Dabei hatte sich die E-Sport-Branche durch die Corona-Krise im Gegensatz zur restlichen Sportwelt auf einem aufsteigen­den Ast gewähnt. Angesichts der sportliche­n Zwangspaus­e rührten zahlreiche Bundesliga­clubs die Werbetromm­el, Fußballsta­rs wie Achraf Hakimi oder Maximilian Eggestein duellierte­n sich medienwirk­sam auf der heimischen Couch. Während der Profisport coronabedi­ngt pausieren musste, siedelten die Athleten ins Virtuelle über. Statt Bundesliga im Stadion gab es die „Bundesliga Home Challenge“im Konsolensp­iel „FIFA 20“, statt Formel 1 auf dem Asphalt die Virtual Grand Prix’ im Spiel „F1 2019“.

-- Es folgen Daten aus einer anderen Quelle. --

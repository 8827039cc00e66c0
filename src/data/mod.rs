//! Text corpora and their vector representation
//!
//! A [`Corpus`] is read from `class<TAB>words` lines; a [`TfIdfVectorizer`]
//! fitted on the training corpus turns documents of any corpus into dense,
//! normalised vectors.

pub mod corpus;
pub mod tfidf;

pub use self::corpus::*;
pub use self::tfidf::*;

use crate::core::{Result, TrainingSet};

/// One-vs-rest training set for `class` from pre-computed corpus vectors
pub fn one_vs_rest(values: &[Vec<f64>], corpus: &Corpus, class: &str) -> Result<TrainingSet> {
    TrainingSet::new(values.to_vec(), corpus.labels_for(class))
}
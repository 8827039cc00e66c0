//! Kernel trait definition

use crate::core::{Result, SVMError};

/// Kernel function trait
///
/// A kernel function K(x, y) must satisfy Mercer's condition to be valid for SVM.
/// Every kernel also carries a name that encodes its parameters; the Gram matrix
/// and solution caches use it as part of their keys.
pub trait Kernel: Send + Sync {
    /// Compute kernel value K(x, y)
    ///
    /// Fails with [`SVMError::DimensionMismatch`] when `x` and `y` differ in length.
    fn compute(&self, x: &[f64], y: &[f64]) -> Result<f64>;

    /// Stable name derived from the kernel parameters
    fn name(&self) -> String;
}

/// Reject vectors of different length; kernels never truncate or pad
pub(crate) fn ensure_same_length(x: &[f64], y: &[f64]) -> Result<()> {
    if x.len() != y.len() {
        return Err(SVMError::DimensionMismatch {
            expected: x.len(),
            actual: y.len(),
        });
    }
    Ok(())
}

/// Dense dot product of two equally long slices
pub(crate) fn dot(x: &[f64], y: &[f64]) -> f64 {
    x.iter().zip(y).map(|(a, b)| a * b).sum()
}

/// Squared Euclidean distance of two equally long slices
pub(crate) fn squared_distance(x: &[f64], y: &[f64]) -> f64 {
    x.iter()
        .zip(y)
        .map(|(a, b)| {
            let diff = a - b;
            diff * diff
        })
        .sum()
}
//! Flat-file persistence for Gram matrices and solver solutions
//!
//! Both formats are plain text without a header: values are space separated,
//! a matrix is written one row per line, a vector on a single line. Values use
//! the shortest representation that parses back to the same `f64`, so a
//! reload is bit-identical to what was written.
//!
//! Files are written to a temporary sibling and renamed into place, so a
//! concurrent reader sees either no file or a complete one.

use crate::core::{Result, SVMError};
use std::fs::{self, File};
use std::io::{BufRead, BufReader, BufWriter, Write};
use std::path::{Path, PathBuf};

/// Write a row-major matrix with `n_cols` columns
pub fn write_matrix<P: AsRef<Path>>(path: P, data: &[f64], n_cols: usize) -> Result<()> {
    write_atomically(path.as_ref(), |writer| {
        if n_cols == 0 {
            return Ok(());
        }
        for row in data.chunks(n_cols) {
            writeln!(writer, "{}", format_row(row))?;
        }
        Ok(())
    })
}

/// Read a matrix written by [`write_matrix`]; rows are returned as read
pub fn read_matrix<P: AsRef<Path>>(path: P) -> Result<Vec<Vec<f64>>> {
    let path = path.as_ref();
    let reader = BufReader::new(File::open(path)?);
    let mut rows = Vec::new();

    for (line_num, line) in reader.lines().enumerate() {
        let line = line?;
        if line.trim().is_empty() {
            continue;
        }
        rows.push(parse_row(&line).map_err(|e| {
            SVMError::ParseError(format!("{}:{}: {}", path.display(), line_num + 1, e))
        })?);
    }

    Ok(rows)
}

/// Write a vector on a single line
pub fn write_vector<P: AsRef<Path>>(path: P, values: &[f64]) -> Result<()> {
    write_atomically(path.as_ref(), |writer| {
        writeln!(writer, "{}", format_row(values))?;
        Ok(())
    })
}

/// Read a vector written by [`write_vector`]
pub fn read_vector<P: AsRef<Path>>(path: P) -> Result<Vec<f64>> {
    let path = path.as_ref();
    let mut reader = BufReader::new(File::open(path)?);
    let mut line = String::new();
    reader.read_line(&mut line)?;

    parse_row(&line)
        .map_err(|e| SVMError::ParseError(format!("{}:1: {}", path.display(), e)))
}

fn format_row(values: &[f64]) -> String {
    values
        .iter()
        .map(|v| v.to_string())
        .collect::<Vec<_>>()
        .join(" ")
}

fn parse_row(line: &str) -> std::result::Result<Vec<f64>, String> {
    line.split_whitespace()
        .map(|token| {
            token
                .parse::<f64>()
                .map_err(|_| format!("Invalid value: {token}"))
        })
        .collect()
}

fn write_atomically<F>(path: &Path, write: F) -> Result<()>
where
    F: FnOnce(&mut BufWriter<File>) -> Result<()>,
{
    if let Some(parent) = path.parent() {
        if !parent.as_os_str().is_empty() {
            fs::create_dir_all(parent)?;
        }
    }

    let tmp = temporary_path(path);
    {
        let mut writer = BufWriter::new(File::create(&tmp)?);
        write(&mut writer)?;
        writer.flush()?;
    }
    fs::rename(&tmp, path)?;
    Ok(())
}

fn temporary_path(path: &Path) -> PathBuf {
    let mut name = path.file_name().unwrap_or_default().to_os_string();
    name.push(format!(".{}.tmp", std::process::id()));
    path.with_file_name(name)
}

„Das Interesse an E-Sport ist in Zeiten der Corona-Pandemie deutlich gestiegen“, sagt Felix Falk, Geschäftsf­ührer des game – Verband der deutschen Games-Branche. „Zum einen haben sich aufgrund der verhängten Ausgangssp­erren die Teilnehmer­zahlen von Onlineturn­ieren erhöht. Zum anderen sind auch die Zuschauerz­ahlen von ESport-Wettkämpfe­n im Livestream und TV gewachsen.“Die Ersatzeven­ts des Sports hätten dabei ebenfalls eine Rolle gespielt. Doch wie nachhaltig kann diese Entwicklun­g sein, wenn Bundesliga, Motorsport und Co. wieder laufen? „Einige der Zuschauer werden die digitalen Wettkämpfe sicherlich künftig auch ergänzend zu ihrem bisherigen Sportprogr­amm schauen“, vermutet Falk. Wie viele das sein werden, ließe sich jetzt jedoch noch nicht sagen.

Denn trotz der gestiegene­n Aufmerksam­keit muss auch der E-Sport wegen Corona hart kämpfen. Riesige Veranstalt­ungen wie die ESL One Cologne mit 15 000 Zuschauern in der ausverkauf­ten Kölner LanxessAre­na mussten in den Onlinemodu­s übergehen. Die Spieler treten von zu Hause an, die Produktion für die Streams geschieht im Homeoffice. Für weitere Events in Deutschlan­d mit großem Publikum sieht Falk in diesem Jahr kaum Chancen. „Alles in allem sind es für die E-Sport-Branche herausford­ernde Zeiten.“Der ESport am Scheideweg: Der VfB Stuttgart und Arminia Bielefeld haben die Reißleine schon gezogen.